Investigadores desvelan la realidad oculta de la mozzarella

Igualdad Animal publica una nueva investigación que documenta lo que hay detrás de la producción de mozzarella de búfala en Italia, un producto considerado en todo el mundo como una de las “excelencias” Made in Italy.

Crueldad contra los animales

Las imágenes inéditas recogidas por los investigadores de Igualdad Animal muestran: Animales cubiertos de barro y heces hasta las rodillas. Búfalos cubiertos de moscas, obligados a vivir junto a cadáveres de animales muertos escondidos bajo paja y heces. Malos tratos y condiciones sanitarias muy precarias.

Las grabaciones documentan también el trato brutal al que son sometidos los pequeños búfalos machos, considerados carentes de valor por la industria.  A menudo son apartados para que mueran de hambre y sed tras arrebatárselos a su madre tras el parto.

Además, nuestros investigadores han podido documentar como operadores no autorizados administran medicamentos a los animales sin alguna supervisión veterinaria o precauciones higiénicas. Cada año se crían cerca de medio millón de búfalos en Italia.
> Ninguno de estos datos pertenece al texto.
//! Shared image buffers handed between surfaces

use std::collections::HashMap;
use std::fmt;
use std::ops::Deref;
use std::sync::atomic::{AtomicU64, Ordering};
use std::sync::{Arc, Mutex, PoisonError};

use bytes::Bytes;

use crate::capture::{BufferUsage, PixelFormat};

static NEXT_BUFFER_ID: AtomicU64 = AtomicU64::new(1);

/// Stable identity of a buffer for its whole lifetime
#[derive(Debug, Clone, Copy, PartialEq, Eq, Hash, PartialOrd, Ord)]
pub struct BufferId(u64);

impl BufferId {
    fn next() -> Self {
        BufferId(NEXT_BUFFER_ID.fetch_add(1, Ordering::Relaxed))
    }

    pub const fn as_u64(self) -> u64 {
        self.0
    }
}

impl fmt::Display for BufferId {
    fn fmt(&self, f: &mut fmt::Formatter<'_>) -> fmt::Result {
        write!(f, "#{}", self.0)
    }
}

/// Image buffer allocated by a queue runtime.
///
/// The pixel memory belongs to the runtime that allocated it and is freed
/// when the last [`BufferHandle`] referencing it is dropped. Metadata
/// attributes are opaque byte blobs keyed by a numeric tag.
pub struct SurfaceBuffer {
    id: BufferId,
    width: u32,
    height: u32,
    stride: u32,
    format: PixelFormat,
    usage: BufferUsage,
    memory: Mutex<Box<[u8]>>,
    metadata: Mutex<HashMap<u32, Bytes>>,
}

impl SurfaceBuffer {
    pub fn width(&self) -> u32 {
        self.width
    }

    pub fn height(&self) -> u32 {
        self.height
    }

    pub fn stride(&self) -> u32 {
        self.stride
    }

    pub fn format(&self) -> PixelFormat {
        self.format
    }

    pub fn usage(&self) -> BufferUsage {
        self.usage
    }

    pub fn size(&self) -> usize {
        self.format.image_size(self.width, self.height)
    }

    /// Attach (or replace) a metadata attribute
    pub fn set_metadata(&self, tag: u32, value: impl Into<Bytes>) {
        self.lock_metadata().insert(tag, value.into());
    }

    /// Metadata attribute for `tag`, if present
    pub fn metadata(&self, tag: u32) -> Option<Bytes> {
        self.lock_metadata().get(&tag).cloned()
    }

    pub fn erase_metadata(&self, tag: u32) -> Option<Bytes> {
        self.lock_metadata().remove(&tag)
    }

    /// Run `f` with write access to the pixel memory
    pub fn with_pixels_mut<R>(&self, f: impl FnOnce(&mut [u8]) -> R) -> R {
        let mut memory = self.memory.lock().unwrap_or_else(PoisonError::into_inner);
        f(&mut memory)
    }

    /// Run `f` with read access to the pixel memory
    pub fn with_pixels<R>(&self, f: impl FnOnce(&[u8]) -> R) -> R {
        let memory = self.memory.lock().unwrap_or_else(PoisonError::into_inner);
        f(&memory)
    }

    fn lock_metadata(&self) -> std::sync::MutexGuard<'_, HashMap<u32, Bytes>> {
        self.metadata.lock().unwrap_or_else(PoisonError::into_inner)
    }
}

impl fmt::Debug for SurfaceBuffer {
    fn fmt(&self, f: &mut fmt::Formatter<'_>) -> fmt::Result {
        f.debug_struct("SurfaceBuffer")
            .field("id", &self.id)
            .field("width", &self.width)
            .field("height", &self.height)
            .field("format", &self.format)
            .finish_non_exhaustive()
    }
}

/// Reference-counted handle to a [`SurfaceBuffer`].
///
/// Cloning shares ownership; nothing in the relay frees buffer memory
/// directly.
#[derive(Clone, Debug)]
pub struct BufferHandle(Arc<SurfaceBuffer>);

impl BufferHandle {
    /// Allocate a zero-filled buffer with a fresh identity
    pub fn allocate(width: u32, height: u32, format: PixelFormat, usage: BufferUsage) -> Self {
        let size = format.image_size(width, height);
        Self(Arc::new(SurfaceBuffer {
            id: BufferId::next(),
            width,
            height,
            stride: format.row_stride(width) as u32,
            format,
            usage,
            memory: Mutex::new(vec![0u8; size].into_boxed_slice()),
            metadata: Mutex::new(HashMap::new()),
        }))
    }

    pub fn id(&self) -> BufferId {
        self.0.id
    }

    /// Number of live handles sharing this buffer
    pub fn ref_count(&self) -> usize {
        Arc::strong_count(&self.0)
    }

    pub fn ptr_eq(&self, other: &BufferHandle) -> bool {
        Arc::ptr_eq(&self.0, &other.0)
    }
}

impl Deref for BufferHandle {
    type Target = SurfaceBuffer;

    fn deref(&self) -> &Self::Target {
        &self.0
    }
}

impl fmt::Display for BufferHandle {
    fn fmt(&self, f: &mut fmt::Formatter<'_>) -> fmt::Result {
        write!(
            f,
            "{} {}x{} {}",
            self.0.id, self.0.width, self.0.height, self.0.format
        )
    }
}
El devastador impacto ambiental de las granjas

La mozzarella de búfala tiene un impacto medioambiental muy fuerte con casos de vertidos directos de aguas residuales tanto a lagos como al mar. De hecho, en las imágenes se pueden ver arroyos de aguas residuales que terminan en los campos, en las tierras circundantes y luego en la capa freática. Purines obviamente no tratados y por lo tanto de la alta carga bacteriana.

Más controles y transparencia

Esta investigación muestra cómo los controles son completamente ineficaces y existe una falta de protección total tanto del medioambiente como de los animales. Desde igualdad Animal reclamamos que se garantice el bienestar de los animales y de los habitantes de estos territorios contaminados.

Consideramos imprescindible dar a conocer el verdadero funcionamiento de esta industria, que todavía hoy, para producir mozzarella de búfala, un producto que se vende en todo el mundo como una excelencia “Made in Italy”, pero que como muestra esta investigación esconde crueldad, violencia y territorios devastados.